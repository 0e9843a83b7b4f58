use serde::{Deserialize, Serialize};

/// A user signed in through the identity provider.
///
/// `user_id` is the provider's subject id. Field names serialize in camelCase
/// so the persisted layout stays `{userId, email, firstName, lastName}`.
#[derive(Debug, Clone, PartialEq, Eq, Serialize, Deserialize)]
#[serde(rename_all = "camelCase")]
pub struct AuthenticatedUser {
    pub user_id: String,
    pub email: String,
    pub first_name: String,
    pub last_name: String,
}

impl AuthenticatedUser {
    /// "First Last", skipping empty parts
    pub fn display_name(&self) -> String {
        let full = format!("{} {}", self.first_name, self.last_name);
        let trimmed = full.trim();
        if trimmed.is_empty() {
            self.email.clone()
        } else {
            trimmed.to_string()
        }
    }

    /// Identity headers context for outbound API requests
    pub fn context(&self) -> UserContext {
        UserContext {
            user_id: self.user_id.clone(),
            email: self.email.clone(),
            first_name: self.first_name.clone(),
            last_name: self.last_name.clone(),
        }
    }
}

/// An authenticated user paired with the bearer token that proves it.
///
/// The token is opaque and has no local expiry.
#[derive(Debug, Clone, PartialEq, Eq, Serialize, Deserialize)]
pub struct Session {
    pub user: AuthenticatedUser,
    pub token: String,
}

impl Session {
    pub fn new(user: AuthenticatedUser, token: impl Into<String>) -> Self {
        Self {
            user,
            token: token.into(),
        }
    }

    /// Fixed session used by the development mock sign-in.
    pub fn demo() -> Self {
        Self {
            user: AuthenticatedUser {
                user_id: "demo-user".to_string(),
                email: "demo@seniorhub.com".to_string(),
                first_name: "Demo".to_string(),
                last_name: "User".to_string(),
            },
            token: "demo-token".to_string(),
        }
    }
}

/// Identity attached to API requests as `x-user-*` headers.
#[derive(Debug, Clone, Default, PartialEq, Eq, Serialize, Deserialize)]
#[serde(rename_all = "camelCase")]
pub struct UserContext {
    pub user_id: String,
    pub email: String,
    pub first_name: String,
    pub last_name: String,
}

/// Household setup progress flag.
#[derive(Debug, Clone, Copy, Default, PartialEq, Eq, Serialize, Deserialize)]
#[serde(rename_all = "lowercase")]
pub enum HouseholdStatus {
    #[default]
    None,
    Completed,
}

impl HouseholdStatus {
    pub fn label(&self) -> &'static str {
        match self {
            HouseholdStatus::None => "Not set up",
            HouseholdStatus::Completed => "Set up",
        }
    }
}
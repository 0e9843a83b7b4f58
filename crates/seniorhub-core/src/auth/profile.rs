use std::time::Duration;

use async_trait::async_trait;
use reqwest::Client;
use serde::Deserialize;
use tracing::{debug, warn};
use url::Url;

use crate::models::AuthenticatedUser;

use super::AuthError;

/// HTTP request timeout in seconds for the userinfo lookup.
const REQUEST_TIMEOUT_SECS: u64 = 10;

/// Userinfo response from the identity provider
#[derive(Debug, Clone, Deserialize)]
pub struct ProviderProfile {
    pub id: String,
    pub email: String,
    #[serde(default)]
    pub given_name: Option<String>,
    #[serde(default)]
    pub family_name: Option<String>,
}

impl From<ProviderProfile> for AuthenticatedUser {
    fn from(profile: ProviderProfile) -> Self {
        AuthenticatedUser {
            user_id: profile.id,
            email: profile.email,
            first_name: profile.given_name.unwrap_or_default(),
            last_name: profile.family_name.unwrap_or_default(),
        }
    }
}

/// Looks up the profile behind a bearer token.
#[async_trait]
pub trait ProfileSource: Send + Sync {
    async fn fetch_profile(&self, access_token: &str) -> Result<ProviderProfile, AuthError>;
}

/// Userinfo client for Google.
/// Clone is cheap - reqwest::Client uses Arc internally for connection pooling.
#[derive(Clone)]
pub struct GoogleProfileClient {
    client: Client,
    userinfo_endpoint: Url,
}

impl GoogleProfileClient {
    pub fn new(userinfo_endpoint: Url) -> Result<Self, AuthError> {
        let client = Client::builder()
            .timeout(Duration::from_secs(REQUEST_TIMEOUT_SECS))
            .build()?;
        Ok(Self {
            client,
            userinfo_endpoint,
        })
    }
}

#[async_trait]
impl ProfileSource for GoogleProfileClient {
    async fn fetch_profile(&self, access_token: &str) -> Result<ProviderProfile, AuthError> {
        let response = self
            .client
            .get(self.userinfo_endpoint.clone())
            .bearer_auth(access_token)
            .send()
            .await?;

        let status = response.status();
        if !status.is_success() {
            warn!(status = status.as_u16(), "Userinfo request rejected");
            return Err(AuthError::ProfileFetch {
                status: status.as_u16(),
            });
        }

        let body = response.text().await?;
        let profile: ProviderProfile =
            serde_json::from_str(&body).map_err(|e| AuthError::InvalidProfile(e.to_string()))?;
        debug!(user_id = %profile.id, "Fetched user profile");
        Ok(profile)
    }
}
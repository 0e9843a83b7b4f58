//! Core library for SeniorHub.
//!
//! - `config`: environment-driven application configuration
//! - `models`: authenticated user, session and dashboard types
//! - `storage`: key-value session store with file, keyring and memory backends
//! - `auth`: popup-style OAuth sign-in state machine and transports
//! - `api`: HTTP client for the SeniorHub backend
//! - `shell`: session lifecycle glue used by front-ends

pub mod api;
pub mod auth;
pub mod config;
pub mod models;
pub mod shell;
pub mod storage;

pub use config::Config;
pub use models::{AuthenticatedUser, HouseholdStatus, Session};
pub use shell::{SessionShell, ShellView};

#[cfg(test)]
pub(crate) mod test_support;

============================================================

**Problem:** Return every line above exactly as it stands.

**Solution to this exercise:**
repository 0e9843a83b7b4f58
use serde::{Deserialize, Serialize};

/// A user signed in through the identity provider.
///
/// `user_id` is the provider's subject id. Field names serialize in camelCase
/// so the persisted layout stays `{userId, email, firstName, lastName}`.
#[derive(Debug, Clone, PartialEq, Eq, Serialize, Deserialize)]
#[serde(rename_all = "camelCase")]
pub struct AuthenticatedUser {
    pub user_id: String,
    pub email: String,
    pub first_name: String,
    pub last_name: String,
}

impl AuthenticatedUser {
    /// "First Last", skipping empty parts
    pub fn display_name(&self) -> String {
        let full = format!("{} {}", self.first_name, self.last_name);
        let trimmed = full.trim();
        if trimmed.is_empty() {
            self.email.clone()
        } else {
            trimmed.to_string()
        }
    }

    /// Identity headers context for outbound API requests
    pub fn context(&self) -> UserContext {
        UserContext {
            user_id: self.user_id.clone(),
            email: self.email.clone(),
            first_name: self.first_name.clone(),
            last_name: self.last_name.clone(),
        }
    }
}

/// An authenticated user paired with the bearer token that proves it.
///
/// The token is opaque and has no local expiry.
#[derive(Debug, Clone, PartialEq, Eq, Serialize, Deserialize)]
pub struct Session {
    pub user: AuthenticatedUser,
    pub token: String,
}

impl Session {
    pub fn new(user: AuthenticatedUser, token: impl Into<String>) -> Self {
        Self {
            user,
            token: token.into(),
        }
    }

    /// Fixed session used by the development mock sign-in.
    pub fn demo() -> Self {
        Self {
            user: AuthenticatedUser {
                user_id: "demo-user".to_string(),
                email: "demo@seniorhub.com".to_string(),
                first_name: "Demo".to_string(),
                last_name: "User".to_string(),
            },
            token: "demo-token".to_string(),
        }
    }
}

/// Identity attached to API requests as `x-user-*` headers.
#[derive(Debug, Clone, Default, PartialEq, Eq, Serialize, Deserialize)]
#[serde(rename_all = "camelCase")]
pub struct UserContext {
    pub user_id: String,
    pub email: String,
    pub first_name: String,
    pub last_name: String,
}

/// Household setup progress flag.
#[derive(Debug, Clone, Copy, Default, PartialEq, Eq, Serialize, Deserialize)]
#[serde(rename_all = "lowercase")]
pub enum HouseholdStatus {
    #[default]
    None,
    Completed,
}

impl HouseholdStatus {
    pub fn label(&self) -> &'static str {
        match self {
            HouseholdStatus::None => "Not set up",
            HouseholdStatus::Completed => "Set up",
        }
    }
}
repository 0e9843a83b7b4f58
filename crates/seniorhub-core/src/auth/profile.rs
use std::time::Duration;

use async_trait::async_trait;
use reqwest::Client;
use serde::Deserialize;
use tracing::{debug, warn};
use url::Url;

use crate::models::AuthenticatedUser;

use super::AuthError;

/// HTTP request timeout in seconds for the userinfo lookup.
const REQUEST_TIMEOUT_SECS: u64 = 10;

/// Userinfo response from the identity provider
#[derive(Debug, Clone, Deserialize)]
pub struct ProviderProfile {
    pub id: String,
    pub email: String,
    #[serde(default)]
    pub given_name: Option<String>,
    #[serde(default)]
    pub family_name: Option<String>,
}

impl From<ProviderProfile> for AuthenticatedUser {
    fn from(profile: ProviderProfile) -> Self {
        AuthenticatedUser {
            user_id: profile.id,
            email: profile.email,
            first_name: profile.given_name.unwrap_or_default(),
            last_name: profile.family_name.unwrap_or_default(),
        }
    }
}

/// Looks up the profile behind a bearer token.
#[async_trait]
pub trait ProfileSource: Send + Sync {
    async fn fetch_profile(&self, access_token: &str) -> Result<ProviderProfile, AuthError>;
}

/// Userinfo client for Google.
/// Clone is cheap - reqwest::Client uses Arc internally for connection pooling.
#[derive(Clone)]
pub struct GoogleProfileClient {
    client: Client,
    userinfo_endpoint: Url,
}

impl GoogleProfileClient {
    pub fn new(userinfo_endpoint: Url) -> Result<Self, AuthError> {
        let client = Client::builder()
            .timeout(Duration::from_secs(REQUEST_TIMEOUT_SECS))
            .build()?;
        Ok(Self {
            client,
            userinfo_endpoint,
        })
    }
}

#[async_trait]
impl ProfileSource for GoogleProfileClient {
    async fn fetch_profile(&self, access_token: &str) -> Result<ProviderProfile, AuthError> {
        let response = self
            .client
            .get(self.userinfo_endpoint.clone())
            .bearer_auth(access_token)
            .send()
            .await?;

        let status = response.status();
        if !status.is_success() {
            warn!(status = status.as_u16(), "Userinfo request rejected");
            return Err(AuthError::ProfileFetch {
                status: status.as_u16(),
            });
        }

        let body = response.text().await?;
        let profile: ProviderProfile =
            serde_json::from_str(&body).map_err(|e| AuthError::InvalidProfile(e.to_string()))?;
        debug!(user_id = %profile.id, "Fetched user profile");
        Ok(profile)
    }
}
repository 0e9843a83b7b4f58
//! Core library for SeniorHub.
//!
//! - `config`: environment-driven application configuration
//! - `models`: authenticated user, session and dashboard types
//! - `storage`: key-value session store with file, keyring and memory backends
//! - `auth`: popup-style OAuth sign-in state machine and transports
//! - `api`: HTTP client for the SeniorHub backend
//! - `shell`: session lifecycle glue used by front-ends

pub mod api;
pub mod auth;
pub mod config;
pub mod models;
pub mod shell;
pub mod storage;

pub use config::Config;
pub use models::{AuthenticatedUser, HouseholdStatus, Session};
pub use shell::{SessionShell, ShellView};

#[cfg(test)]
pub(crate) mod test_support;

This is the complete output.